When it comes to understanding and determining existing and future airport capacity, prediction technology in the form of modeling/ simulation is the key

These three components are 1.) Landside - vehicle traffic, curbside and airport access; 2.) Terminal - everything within a terminal from security, customs, to hold-rooms and aircraft gating systems; and 3.), Airside - runways, taxiways, airspace. In order to understand and combine these components properly, an airport planner must understand its passengers, whether they are mostly just passing through (connecting passengers at hub airports such as Charlotte-Douglas International Airport and Dallas Fort Worth International Airport) or if they are Origin and Destination passengers that are based in the area. Armed with this knowledge, the airport planner can then understand required passenger flows, concession locations and types, passenger amenities, aircraft and vehicle parking requirements, and determine overall facility requirements. Although the typical airport facility requirements have FAA and industry recommended guidelines, the only way to prove such a future design is through being able to model/ simulate the proposed passenger flows. This is where highly specialized software comes in.

The aviation simulation/modeling industry is a small one. Only a few companies have created specific modeling software for airport components. Software such as Atac’sSimmod® Pro and Jeppesen’s Total Airspace and Airport Modeler (TAAM)®have traditionally provided airside gate-to-gate simulation across every phase of an operation, including gate usage, ground handling, deicing, taxiing, and airspace transit. However, these software packages do not model passenger behavior. In addition, these two software packages provide only some 3D elements. Enter the new software packages in the market today, now completely engulfed in their all-encompassing 3D environments. Newer software packages such as Transoft Solutions’ArcPort and AirTOp suites,and ARC’s CAST now simulate aircraft airspace and ground traffic, terminal passenger flow and processing, ground handling traffic, and curbside/ parking traffic in a scalable and adjustable 3D environment. AI based on predicted and observed passenger behavior specific to an airport can now also be programmed into these software packages where you can virtually see a 3D passenger enter the airport from a vehicle or train, check-in their bags, go through security or customs, enter the terminal hold-rooms and shop at its amenities, then enter the passenger boarding bridge, enter their seats on a 3D airplane at the gate and then switch to the aircraft taxiing and taking off into the surrounding complex airspace. Soup to nuts!

The beauty of tying all these elements together is that the airport planner can now program in the various levels of anticipated demand and determine whether or not existing airport components can handle the passengers and/or aircraft, or if a new terminal design concept works for the anticipated long-term demand.

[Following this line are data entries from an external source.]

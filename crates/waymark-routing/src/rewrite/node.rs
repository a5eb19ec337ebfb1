//! The router-node contract.
//!
//! A router node is attached to one level of the content tree and exposes
//! two transforms: [`rewrite_path`](RouterNode::rewrite_path) adjusts an
//! internal dispatch path on its way out to a URL, and
//! [`rewrite_url`](RouterNode::rewrite_url) adjusts an incoming URL path on
//! its way to directory resolution. Both may mutate the parameter map and
//! short-circuit the chain through their [`RewriteOutcome`].

use std::fmt;

use http::StatusCode;

use crate::params::ParamMap;
use crate::path::DispatchPath;
use crate::rewrite::context::RoutingContext;

/// The result of one rewrite step.
#[derive(Debug, Clone, PartialEq, Eq)]
pub enum RewriteOutcome {
    /// The original path flows through untouched.
    Unchanged,
    /// The path is replaced; the chain continues with the new one.
    Replace(DispatchPath),
    /// The chain halts; the current path stands as-is.
    Stop,
    /// The request must be redirected to the canonical URL for the carried
    /// internal path. Terminal for the current request; only meaningful on
    /// the inbound side.
    Redirect(DispatchPath),
}

/// An instruction to redirect the client, produced when a rewrite chain
/// ends in a [`RewriteOutcome::Redirect`].
///
/// The router only computes the target; emitting the actual HTTP response
/// is the caller's concern.
#[derive(Debug, Clone, PartialEq, Eq)]
pub struct RedirectInstruction {
    location: String,
    status: StatusCode,
}

impl RedirectInstruction {
    /// Creates a 302 Found redirect to the given URL.
    pub fn found(location: impl Into<String>) -> Self {
        Self {
            location: location.into(),
            status: StatusCode::FOUND,
        }
    }

    /// Creates a 301 Moved Permanently redirect to the given URL.
    pub fn permanent(location: impl Into<String>) -> Self {
        Self {
            location: location.into(),
            status: StatusCode::MOVED_PERMANENTLY,
        }
    }

    /// Returns the target URL.
    pub fn location(&self) -> &str {
        &self.location
    }

    /// Returns the redirect status code.
    pub const fn status(&self) -> StatusCode {
        self.status
    }
}

impl fmt::Display for RedirectInstruction {
    fn fmt(&self, f: &mut fmt::Formatter<'_>) -> fmt::Result {
        write!(f, "{} -> {}", self.status, self.location)
    }
}

/// A unit of the rewrite chain.
///
/// Nodes receive the full dispatch path and a mutable parameter map;
/// parameter mutations are visible to subsequent nodes and to the final
/// dispatch. Session-scoped state (active locale, the segment/parameter
/// flip-flop) lives in the [`RoutingContext`], never in the node itself,
/// so one node instance can serve many sessions.
pub trait RouterNode: fmt::Debug + Send + Sync {
    /// Outbound transform: internal path -> adjusted path, before the
    /// chain joins segments into a URL.
    fn rewrite_path(
        &self,
        ctx: &mut RoutingContext,
        path: &DispatchPath,
        params: &mut ParamMap,
    ) -> RewriteOutcome;

    /// Inbound transform: URL path -> adjusted path, before directory
    /// resolution.
    fn rewrite_url(
        &self,
        ctx: &mut RoutingContext,
        path: &DispatchPath,
        params: &mut ParamMap,
    ) -> RewriteOutcome;
}

#[cfg(test)]
mod tests {
    use super::*;

    #[test]
    fn test_redirect_instruction_found() {
        let redirect = RedirectInstruction::found("/en/tasks");
        assert_eq!(redirect.location(), "/en/tasks");
        assert_eq!(redirect.status(), StatusCode::FOUND);
    }

    #[test]
    fn test_redirect_instruction_permanent() {
        let redirect = RedirectInstruction::permanent("/en");
        assert_eq!(redirect.status(), StatusCode::MOVED_PERMANENTLY);
    }

    #[test]
    fn test_redirect_instruction_display() {
        let redirect = RedirectInstruction::found("/en");
        assert_eq!(redirect.to_string(), "302 Found -> /en");
    }
}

In addition, output can show the links between the various multi-modal components and whether or not vehicular traffic has an impact on security lines or whether aircraft delays have an effect on gate capacity, for example. More importantly, the latest modeling software packages related to passenger flows and spatial requirements can now predict the International Air Transport Association (IATA) guidelines for different levels of services based on acceptable queuing times and physical spatial distances between passengers and facilities.

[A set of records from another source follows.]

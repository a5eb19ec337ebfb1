//! The bidirectional rewrite chain.
//!
//! This module provides the core translation between internal dispatch
//! paths and request URLs:
//!
//! - [`node`]: the [`RouterNode`](node::RouterNode) contract and the
//!   four-way [`RewriteOutcome`](node::RewriteOutcome)
//! - [`context`]: per-session routing state (locale, identifier flip-flop)
//! - [`routers`]: the locale-aware root, the locale-free variant, and the
//!   toggling detail router
//! - [`chain`]: the mounted-node chain with `build_url` and `resolve`
//!
//! # Examples
//!
//! ```
//! use std::sync::Arc;
//! use waymark_core::settings::Settings;
//! use waymark_routing::path::DispatchPath;
//! use waymark_routing::params::ParamMap;
//! use waymark_routing::rewrite::chain::{Resolution, RouterChain};
//! use waymark_routing::rewrite::context::RoutingContext;
//! use waymark_routing::tree::MemoryTree;
//!
//! let settings = Settings::default();
//! let tree = Arc::new(MemoryTree::with_dirs(["tasks", "tasks/add", "about"]));
//! let chain = RouterChain::localized(&settings, tree);
//! let mut ctx = RoutingContext::from_settings(&settings);
//!
//! // Inbound: a trailing identifier folds into a parameter.
//! let Resolution::Dispatch { module, params } = chain.resolve("/en/42", &mut ctx) else {
//!     panic!("expected dispatch");
//! };
//! assert_eq!(module, DispatchPath::parse("tasks"));
//! assert_eq!(params.get("task"), Some("42"));
//!
//! // Outbound: the same context reproduces segment form.
//! assert_eq!(chain.build_url(&module, &params, &mut ctx), "/en/42");
//! ```

pub mod chain;
pub mod context;
pub mod node;
pub mod routers;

The golden egg of tying together all airport system components may have been found but the challenges these software companies face today come from the ever-changing key performance indicators (KPIs) that are useful to an airport operator. It seems that the airlines, the FAA, air traffic control, local/state governments, and airports all use different indicators for capacity assessments related to their respective fields. Hence, the next challenge we face as an industry is how airport planner and these software companies can cater to these metrics and provide what is needed in a meaningful way that works for all interested stakeholders. This would be the platinum egg!